By Emelie Rutherford
In case Congress does not pass the defense policy bill by the start of the new fiscal year, Pentagon and congressional officials are talking about granting the military special authorities to start new and urgent programs.
Pentagon spokesman Geoff Morrell told reporters yesterday that his colleagues are concerned that fiscal year 2011 will start Oct. 1 before lawmakers pass the policy-setting defense authorization bill. It also appears Congress will not pass the budget-setting FY ’11 defense appropriations legislation before the end of September.
Lawmakers could pass a continuing resolution extending FY ’11 Pentagon spending into the fall, likely sometime in November, at FY ’10 levels.
Morrell said the Pentagon is not poised to run out of money and has supplemental war funding on hand.
“But we are concerned about the restrictions posed by a continuing resolution, and…chief among them would be our inability to launch new programs and so forth,” he said during a press briefing.
“So we are in discussions with…the (congressional) committees about how to deal with that situation, and historically the way we’ve dealt with it is that we have been given some latitude or some special authorities where necessary in our theater of operations,” he said. “So if there is an urgent need, if there is something that the forces need or the operations need that is inhibited under the continuing resolution, we would have more latitude there to do things. So that’s where the discussions stand right now.”
The Pentagon authorization bill is tied up in the Senate. Senators will return to Washington following their summer recess next week, and no specific date has been set for the chamber to debate the bill that often takes up a full week of deliberations.
Senate Armed Services Committee (SASC) Ranking Member John McCain (R-Ariz.) blocked an attempt by SASC Chairman Carl Levin (D-Mich.) to bring the legislation to the floor in early August. McCain objects to provisions in the legislation including changes to the Pentagon’s Don’t Ask Don’t Tell policy on gay troops.
The House passed its version of the authorization bill in May.
A hot-button issue in the policy-setting legislation concerns whether to fund the F-35 Joint Strike Fighter’s second engine, developed by General Electric [GE] and Rolls-Royce. The House bill funds the engine, which the Pentagon wants to stop developing, while the SASC-approved legislation does not.
On the appropriations side, only the House Appropriations Defense subcommittee has marked up a FY ’11 defense budget bill, which funds the second engine. The full House Appropriations Committee, as well as the Senate Appropriations Committee and its Defense subcommittee, have not approved their versions of the FY ’11 Pentagon appropriations legislation.
In the Pentagon, Morrell said defense acquisition chief Ashton Carter in the coming days will unveil guidance intended to spur the Pentagon to buy goods and services more efficiently.
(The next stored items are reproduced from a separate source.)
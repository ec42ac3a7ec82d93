//! Carbon Reading - Grid carbon intensity at a point in time

use chrono::{DateTime, Utc};
use serde::{Deserialize, Serialize};
use std::fmt;

/// Named carbon intensity thresholds in gCO2/kWh
#[derive(Debug, Clone, Copy, PartialEq, Serialize, Deserialize)]
pub struct CarbonThresholds {
    /// Below this the grid is considered clean
    pub low: f64,

    /// Above this low-urgency work is a deferral candidate
    pub high: f64,

    /// Above this the grid is considered dirty regardless of forecast
    pub very_high: f64,
}

impl Default for CarbonThresholds {
    fn default() -> Self {
        Self {
            low: 250.0,
            high: 400.0,
            very_high: 500.0,
        }
    }
}

#[derive(Debug, Clone, Copy, PartialEq, Eq, Serialize, Deserialize)]
#[serde(rename_all = "snake_case")]
pub enum CarbonBand {
    Low,
    Moderate,
    High,
    VeryHigh,
}

impl fmt::Display for CarbonBand {
    fn fmt(&self, f: &mut fmt::Formatter<'_>) -> fmt::Result {
        let label = match self {
            CarbonBand::Low => "low",
            CarbonBand::Moderate => "moderate",
            CarbonBand::High => "high",
            CarbonBand::VeryHigh => "very high",
        };
        write!(f, "{}", label)
    }
}

/// Carbon intensity reading
#[derive(Debug, Clone, PartialEq, Serialize, Deserialize)]
pub struct CarbonReading {
    /// Grams CO2 per kWh
    pub value_gco2_per_kwh: f64,

    /// Half-width of the uncertainty band, never negative
    pub uncertainty_gco2_per_kwh: f64,

    pub timestamp: DateTime<Utc>,

    /// Grid zone (e.g. "US-CAL-CISO")
    pub zone: String,

    /// Where the value came from (e.g. "historical_pattern", "electricity_maps")
    pub source: String,
}

impl CarbonReading {
    pub fn new(
        value_gco2_per_kwh: f64,
        uncertainty_gco2_per_kwh: f64,
        timestamp: DateTime<Utc>,
        zone: impl Into<String>,
        source: impl Into<String>,
    ) -> Self {
        Self {
            value_gco2_per_kwh,
            uncertainty_gco2_per_kwh: uncertainty_gco2_per_kwh.max(0.0),
            timestamp,
            zone: zone.into(),
            source: source.into(),
        }
    }

    /// Stand-in used when no carbon source answered
    pub fn fallback(value_gco2_per_kwh: f64, zone: impl Into<String>) -> Self {
        Self::new(value_gco2_per_kwh, 0.0, Utc::now(), zone, "fallback")
    }

    pub fn is_low(&self, threshold: f64) -> bool {
        self.value_gco2_per_kwh < threshold
    }

    pub fn is_high(&self, threshold: f64) -> bool {
        self.value_gco2_per_kwh > threshold
    }

    /// Optimistic end of the uncertainty band
    pub fn lower_bound(&self) -> f64 {
        self.value_gco2_per_kwh - self.uncertainty_gco2_per_kwh
    }

    pub fn band(&self, thresholds: &CarbonThresholds) -> CarbonBand {
        if self.is_low(thresholds.low) {
            CarbonBand::Low
        } else if self.is_high(thresholds.very_high) {
            CarbonBand::VeryHigh
        } else if self.is_high(thresholds.high) {
            CarbonBand::High
        } else {
            CarbonBand::Moderate
        }
    }

    /// Grams CO2 emitted by consuming `energy_joules` at this intensity
    pub fn carbon_grams(&self, energy_joules: f64) -> f64 {
        joules_to_kwh(energy_joules) * self.value_gco2_per_kwh
    }
}

pub const JOULES_PER_KWH: f64 = 3_600_000.0;

pub fn joules_to_kwh(joules: f64) -> f64 {
    joules / JOULES_PER_KWH
}

/// Forecast readings ordered by timestamp, earliest first
#[derive(Debug, Clone, Default, PartialEq, Serialize, Deserialize)]
pub struct Forecast {
    points: Vec<CarbonReading>,
}

impl Forecast {
    pub fn new(mut points: Vec<CarbonReading>) -> Self {
        points.sort_by_key(|p| p.timestamp);
        Self { points }
    }

    pub fn points(&self) -> &[CarbonReading] {
        &self.points
    }

    pub fn is_empty(&self) -> bool {
        self.points.is_empty()
    }

    pub fn len(&self) -> usize {
        self.points.len()
    }

    /// Lowest-intensity point; the earliest one wins ties
    pub fn min_point(&self) -> Option<&CarbonReading> {
        self.points.iter().fold(None, |best: Option<&CarbonReading>, p| match best {
            Some(b) if b.value_gco2_per_kwh <= p.value_gco2_per_kwh => Some(b),
            _ => Some(p),
        })
    }
}

#[cfg(test)]
mod tests {
    use super::*;
    use chrono::Duration;

    fn reading(value: f64, uncertainty: f64, hours: i64) -> CarbonReading {
        let base = DateTime::parse_from_rfc3339("2026-03-01T00:00:00Z")
            .unwrap()
            .with_timezone(&Utc);
        CarbonReading::new(value, uncertainty, base + Duration::hours(hours), "TEST", "test")
    }

    #[test]
    fn test_forecast_sorted_and_min_point() {
        let forecast = Forecast::new(vec![
            reading(300.0, 5.0, 3),
            reading(280.0, 5.0, 1),
            reading(280.0, 5.0, 2),
            reading(410.0, 5.0, 0),
        ]);
        let hours: Vec<_> = forecast.points().iter().map(|p| p.timestamp).collect();
        assert!(hours.windows(2).all(|w| w[0] <= w[1]));

        let min = forecast.min_point().unwrap();
        assert_eq!(min.value_gco2_per_kwh, 280.0);
        assert_eq!(min.timestamp, reading(0.0, 0.0, 1).timestamp);
    }

    #[test]
    fn test_bands() {
        let thresholds = CarbonThresholds::default();
        assert_eq!(reading(200.0, 0.0, 0).band(&thresholds), CarbonBand::Low);
        assert_eq!(reading(300.0, 0.0, 0).band(&thresholds), CarbonBand::Moderate);
        assert_eq!(reading(450.0, 0.0, 0).band(&thresholds), CarbonBand::High);
        assert_eq!(reading(600.0, 0.0, 0).band(&thresholds), CarbonBand::VeryHigh);
    }

    #[test]
    fn test_negative_uncertainty_is_clamped() {
        let r = reading(300.0, -12.0, 0);
        assert_eq!(r.uncertainty_gco2_per_kwh, 0.0);
        assert_eq!(r.lower_bound(), 300.0);
    }

    #[test]
    fn test_carbon_grams() {
        let r = reading(360.0, 0.0, 0);
        assert!((r.carbon_grams(3_600_000.0) - 360.0).abs() < 1e-9);
        assert!((r.carbon_grams(36.0) - 0.0036).abs() < 1e-12);
    }
}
The defense industry has submitted recommendations to the Pentagon for its efficiency effort, suggesting it incentivize cost savings by companies, tweak the contracting process, and streamline contractor-oversight methods, among other things (Defense Daily, Aug. 18).
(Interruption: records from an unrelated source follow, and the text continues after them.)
//! Electricity Maps Source - Live carbon intensity over HTTP

use crate::carbon::reading::{CarbonReading, Forecast};
use crate::carbon::source::CarbonIntensitySource;
use crate::carbon::uncertainty::{LinearUncertainty, UncertaintyPolicy};
use crate::error::{CarbonQueryError, Result};
use async_trait::async_trait;
use chrono::{DateTime, Duration, Utc};
use serde::Deserialize;
use std::sync::Arc;
use tracing::debug;

pub const SOURCE_NAME: &str = "electricity_maps";
pub const DEFAULT_BASE_URL: &str = "https://api-access.electricitymaps.com/free-tier";

#[derive(Debug, Deserialize)]
#[serde(rename_all = "camelCase")]
struct IntensityPoint {
    carbon_intensity: f64,
    datetime: DateTime<Utc>,
    #[serde(default)]
    zone: Option<String>,
}

#[derive(Debug, Deserialize)]
struct ForecastResponse {
    #[serde(default)]
    forecast: Vec<IntensityPoint>,
}

pub struct ElectricityMapsSource {
    client: reqwest::Client,
    base_url: String,
    api_token: String,
    zone: String,
    uncertainty: Arc<dyn UncertaintyPolicy>,
}

impl ElectricityMapsSource {
    pub fn new(api_token: String, zone: impl Into<String>) -> Result<Self> {
        let client = reqwest::Client::builder()
            .timeout(std::time::Duration::from_secs(10))
            .build()
            .map_err(|e| CarbonQueryError::Carbon(format!("Failed to build HTTP client: {}", e)))?;

        Ok(Self {
            client,
            base_url: DEFAULT_BASE_URL.to_string(),
            api_token,
            zone: zone.into(),
            uncertainty: Arc::new(LinearUncertainty::default()),
        })
    }

    pub fn with_base_url(mut self, base_url: impl Into<String>) -> Self {
        self.base_url = base_url.into().trim_end_matches('/').to_string();
        self
    }

    pub fn with_uncertainty(mut self, policy: Arc<dyn UncertaintyPolicy>) -> Self {
        self.uncertainty = policy;
        self
    }

    async fn fetch<T: serde::de::DeserializeOwned>(&self, endpoint: &str) -> Result<T> {
        let url = format!("{}/carbon-intensity/{}", self.base_url, endpoint);
        debug!("Requesting {} for zone {}", url, self.zone);

        let response = self
            .client
            .get(&url)
            .header("auth-token", &self.api_token)
            .query(&[("zone", self.zone.as_str())])
            .send()
            .await
            .map_err(|e| CarbonQueryError::Carbon(format!("Electricity Maps request failed: {}", e)))?;

        let status = response.status();
        if !status.is_success() {
            let body = response.text().await.unwrap_or_default();
            return Err(CarbonQueryError::Carbon(format!(
                "Electricity Maps returned {}: {}",
                status, body
            )));
        }

        response
            .json::<T>()
            .await
            .map_err(|e| CarbonQueryError::Carbon(format!("Failed to parse Electricity Maps response: {}", e)))
    }
}

#[async_trait]
impl CarbonIntensitySource for ElectricityMapsSource {
    fn name(&self) -> &'static str {
        SOURCE_NAME
    }

    async fn get_current(&self) -> Result<CarbonReading> {
        let point: IntensityPoint = self.fetch("latest").await?;
        Ok(CarbonReading::new(
            point.carbon_intensity,
            0.0,
            point.datetime,
            point.zone.unwrap_or_else(|| self.zone.clone()),
            SOURCE_NAME,
        ))
    }

    async fn get_forecast(&self, horizon: Duration) -> Result<Forecast> {
        let response: ForecastResponse = self.fetch("forecast").await?;
        Ok(forecast_within_horizon(
            response.forecast,
            Utc::now(),
            horizon,
            &self.zone,
            self.uncertainty.as_ref(),
        ))
    }
}

fn forecast_within_horizon(
    points: Vec<IntensityPoint>,
    now: DateTime<Utc>,
    horizon: Duration,
    zone: &str,
    uncertainty: &dyn UncertaintyPolicy,
) -> Forecast {
    let end = now + horizon;
    let readings = points
        .into_iter()
        .filter(|p| p.datetime <= end)
        .map(|p| {
            let hours_ahead = (p.datetime - now).num_minutes() as f64 / 60.0;
            CarbonReading::new(
                p.carbon_intensity,
                uncertainty.uncertainty(p.carbon_intensity, hours_ahead),
                p.datetime,
                p.zone.unwrap_or_else(|| zone.to_string()),
                SOURCE_NAME,
            )
        })
        .collect();
    Forecast::new(readings)
}

#[cfg(test)]
mod tests {
    use super::*;

    #[test]
    fn test_parse_forecast_payload_and_trim_horizon() {
        let payload = r#"{
            "zone": "DE",
            "forecast": [
                {"carbonIntensity": 310, "datetime": "2026-05-01T03:00:00Z"},
                {"carbonIntensity": 290, "datetime": "2026-05-01T01:00:00Z"},
                {"carbonIntensity": 150, "datetime": "2026-05-01T09:00:00Z"}
            ]
        }"#;
        let response: ForecastResponse = serde_json::from_str(payload).unwrap();
        let now = DateTime::parse_from_rfc3339("2026-05-01T00:00:00Z")
            .unwrap()
            .with_timezone(&Utc);

        let forecast = forecast_within_horizon(
            response.forecast,
            now,
            Duration::hours(6),
            "DE",
            &LinearUncertainty::default(),
        );

        assert_eq!(forecast.len(), 2);
        let first = &forecast.points()[0];
        assert_eq!(first.value_gco2_per_kwh, 290.0);
        assert_eq!(first.zone, "DE");
        assert_eq!(first.uncertainty_gco2_per_kwh, 15.0);
        assert_eq!(forecast.points()[1].uncertainty_gco2_per_kwh, 25.0);
    }

    #[test]
    fn test_parse_latest_payload() {
        let payload = r#"{"zone": "US-CAL-CISO", "carbonIntensity": 248, "datetime": "2026-05-01T12:00:00.000Z"}"#;
        let point: IntensityPoint = serde_json::from_str(payload).unwrap();
        assert_eq!(point.carbon_intensity, 248.0);
        assert_eq!(point.zone.as_deref(), Some("US-CAL-CISO"));
    }
}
Carter will address Pentagon reporters about the efficiency guidance in the new few days, likely early next week, Morrell said.
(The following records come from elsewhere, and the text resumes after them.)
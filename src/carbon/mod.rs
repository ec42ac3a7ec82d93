//! Carbon Module - Grid carbon intensity readings, forecasts and sources

pub mod electricity_maps;
pub mod historical;
pub mod reading;
pub mod source;
pub mod uncertainty;

pub use electricity_maps::ElectricityMapsSource;
pub use historical::HistoricalPatternSource;
pub use reading::{CarbonBand, CarbonReading, CarbonThresholds, Forecast};
pub use source::CarbonIntensitySource;
pub use uncertainty::{LinearUncertainty, NoUncertainty, ProportionalUncertainty, UncertaintyPolicy};
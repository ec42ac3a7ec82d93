//! Selector Module - Carbon-aware variant selection
//!
//! - Urgency: caller-declared priority class
//! - SELECTION_RULES: ordered decision table
//! - CarbonAwareSelector: evaluates the table and resolves deferrals
//! - SelectionDecision: the immutable result

pub mod carbon_aware;
pub mod decision;
pub mod rules;
pub mod urgency;

pub use carbon_aware::{CarbonAwareSelector, SelectorPolicy};
pub use decision::SelectionDecision;
pub use rules::{RuleAction, RuleInput, SelectionRule, SELECTION_RULES};
pub use urgency::Urgency;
The Pentagon is pursuing cost-cutting measures intended to yield $100 billion in savings over five years, money military leaders hope to use to maintain 2 percent to 3 annual real growth for warfighting capabilities.
“Given the 1 percent real growth (in the defense budget) that we anticipate having over the next several years, we need to find savings within ourselves to sustain the force structure and ensure proper investment in modernization,” Morrell said. “So, clearly the efforts of Ash Carter in terms of working with industry to find a way for us to be more efficient and more effective and better stewards of the taxpayer dollars is going to be a key component to this overall effort.”
On another hot issue, the Air Force aerial-refueling tanker contract, Morrell stuck by the stance that the contract award will be “this fall.” He said he knows of no change in that timeline, despite a news report that the date could slip to December. He noted that fall runs up to Dec. 21.